The symbols for the Norse Goddess Ostara were the hare and the egg. Both represented fertility. Hence we have the Easter egg hunt and Easter bunny. I guess some are upset this year that not everywhere is the Easter bunny called an Easter bunny-- similar to the stir that somebody was trying to steal Christmas. Well since neither the bunny nor the egg relate to Christ, I don't think they have a thing to worry about if it got stolen.

And this year to add to the spiritual season, we have the movie coming out soon based on Dan Brown's Da Vinci Code. I had read the DaVinci Code some time back, enjoyed it, but not sure I care to see the movie. It had some interesting concepts in the book-- like the fact that DaVinci painted the person next to Christ in The Last Supper as a woman. I had never noticed that and had to go check for myself. Sure enough, it's a woman, but did that mean it was Mary Magalene at the actual last supper? No matter what DaVinci might've believed, there is no way to know.

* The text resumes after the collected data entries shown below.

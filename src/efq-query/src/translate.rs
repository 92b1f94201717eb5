//! Translation of a descriptor onto an entity-query backend
//!
//! Backends implement [`EntityQuery`]; this module walks the descriptor and
//! the condition tree and emits the calls in a fixed order: bundle,
//! top-level conditions, category group, date group, then ordering and range.

use efq_parser::{Condition, ConditionGroup, ConditionValue, Conjunction, SortDirection};
use log::debug;

use crate::descriptor::QueryDescriptor;

/// Tag asking the backend to return records in random order
pub const RANDOM_ORDER_TAG: &str = "random_order";

/// Anything conditions can be added to
pub trait ConditionSink {
    /// Add a leaf condition
    fn condition(&mut self, field: &str, value: &ConditionValue);
}

/// A condition group under construction
pub trait QueryGroup: ConditionSink + Sized {
    /// Nest a finished subgroup inside this one
    fn nest(&mut self, group: Self);
}

/// The entity-query contract a storage backend implements
pub trait EntityQuery: ConditionSink {
    /// Group type produced by [`EntityQuery::new_group`]
    type Group: QueryGroup;

    /// Start a new, empty group
    fn new_group(&self, conjunction: Conjunction) -> Self::Group;

    /// Attach a finished group to the query
    fn condition_group(&mut self, group: Self::Group);

    /// Restrict the result window
    fn range(&mut self, start: u64, length: u64);

    /// Add a sort key; earlier calls take precedence
    fn sort(&mut self, field: &str, direction: SortDirection);

    /// Tag the query
    fn add_tag(&mut self, tag: &str);

    /// Whether the backend honours `tag`
    fn supports_tag(&self, _tag: &str) -> bool {
        false
    }
}

/// Build the backend group for `group`, recursing into subgroups
pub fn build_group<Q: EntityQuery>(query: &Q, group: &ConditionGroup) -> Q::Group {
    let mut out = query.new_group(group.conjunction);
    for child in &group.children {
        match child {
            Condition::Leaf(leaf) => out.condition(&leaf.field, &leaf.value),
            Condition::Group(sub) => {
                let sub = build_group(query, sub);
                out.nest(sub);
            }
        }
    }
    out
}

/// Apply every filter of `descriptor`: what a count query needs
pub fn apply_filters<Q: EntityQuery>(query: &mut Q, descriptor: &QueryDescriptor) {
    if let Some(bundle) = descriptor.bundle.condition() {
        query.condition(&descriptor.bundle_field, &bundle);
    }
    for (field, value) in &descriptor.conditions {
        query.condition(field, value);
    }
    for group in [&descriptor.group, &descriptor.group2].into_iter().flatten() {
        let group = build_group(query, group);
        query.condition_group(group);
    }
}

/// Apply filters, ordering and range: the records query
pub fn apply_query<Q: EntityQuery>(query: &mut Q, descriptor: &QueryDescriptor) {
    apply_filters(query, descriptor);

    if descriptor.random && query.supports_tag(RANDOM_ORDER_TAG) {
        query.add_tag(RANDOM_ORDER_TAG);
    } else {
        if descriptor.random {
            debug!(
                "Backend does not support '{}', keeping the explicit sort",
                RANDOM_ORDER_TAG
            );
        }
        for directive in &descriptor.sort {
            query.sort(&directive.field, directive.direction);
        }
    }

    query.range(descriptor.range.start, descriptor.range.length);
}
//! Errors surfaced by the dispatcher

use efq_query::{BuildError, ExecutionError};

use crate::render::RenderError;

/// Result type for dispatcher operations
pub type Result<T> = std::result::Result<T, DispatchError>;

/// Failures that cannot be expressed as a placeholder response
#[derive(Debug, thiserror::Error)]
pub enum DispatchError {
    /// The builder could not handle the request
    #[error(transparent)]
    Build(#[from] BuildError),

    /// The storage backend failed
    #[error("Execution failed: {0}")]
    Execution(#[from] ExecutionError),

    /// Records could not be rendered
    #[error("Rendering failed: {0}")]
    Render(#[from] RenderError),
}
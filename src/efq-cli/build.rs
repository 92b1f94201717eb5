use std::process::Command;

fn main() {
    capture_build_info();
}

fn command_output(program: &str, args: &[&str]) -> Option<String> {
    let output = Command::new(program).args(args).output().ok()?;
    if !output.status.success() {
        return None;
    }
    String::from_utf8(output.stdout)
        .ok()
        .map(|s| s.trim().to_string())
}

fn capture_build_info() {
    if let Some(git_hash) = command_output("git", &["rev-parse", "--short", "HEAD"]) {
        println!("cargo:rustc-env=GIT_HASH={git_hash}");
    }

    if let Some(build_date) = command_output("date", &["+%Y-%m-%d"]) {
        println!("cargo:rustc-env=BUILD_DATE={build_date}");
    }

    // Just the version number
    if let Some(version) = command_output("rustc", &["--version"])
        .and_then(|v| v.split_whitespace().nth(1).map(str::to_string))
    {
        println!("cargo:rustc-env=RUSTC_VERSION={version}");
    }

    println!("cargo:rerun-if-changed=build.rs");
    println!("cargo:rerun-if-changed=../../.git/HEAD");
}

Now with the Gospel of Judas comes another that some see as an assault on traditional Christianity-- not that the practices of Christianity today are traditional to the time of Christ but never mind that. Traditions that are important are defined as we go. I have not read the Gospel of Judas, not sure I will. I haven't actually read any of the gnostic gospels because I looked at them, considered them and decided they weren't something I could relate to at the time. They are not automatically true simply because they are historic. They are simply another version of tradition.

I do not see anything wrong with tradition or ritual. They can be very satisfying to humans, satisfy certain needs, make you feel a stirring inside. It's important though to think where they come from and not mistake either for spirituality-- which they might or might not be connected to.

1 comment:

Parapluie said...

It doesn't bother me that our traditions around religious holidays have Pegan roots. of course I am not very religious. More and more as time goes by I think the Pegan wisdom must be reflective of our subconscious needs and Christianity and even Judaism is relatively young in traditions and must borrow to function as a complete way of life. I speculate that the Easter Bunny sweetens an otherwise dismal holiday about Jesus being killed, a concept difficult for children to grasp. I think also decorated eggs do have some bearing on some accounts of the death of Jesus in Russian Orthodox context. But I am no authority on that!! I used to have a a ceramic wall hanging of Mary holding up the first Easter egg as a bribe to save Jesus. It was hanging below a mosaic of dancers. When the holder broke on the mosaic it hit the ceramic panel which completely fell apart saving the mosaic which fell 6 feet to a cement floor. My mosaic remained in one piece. Amaing!!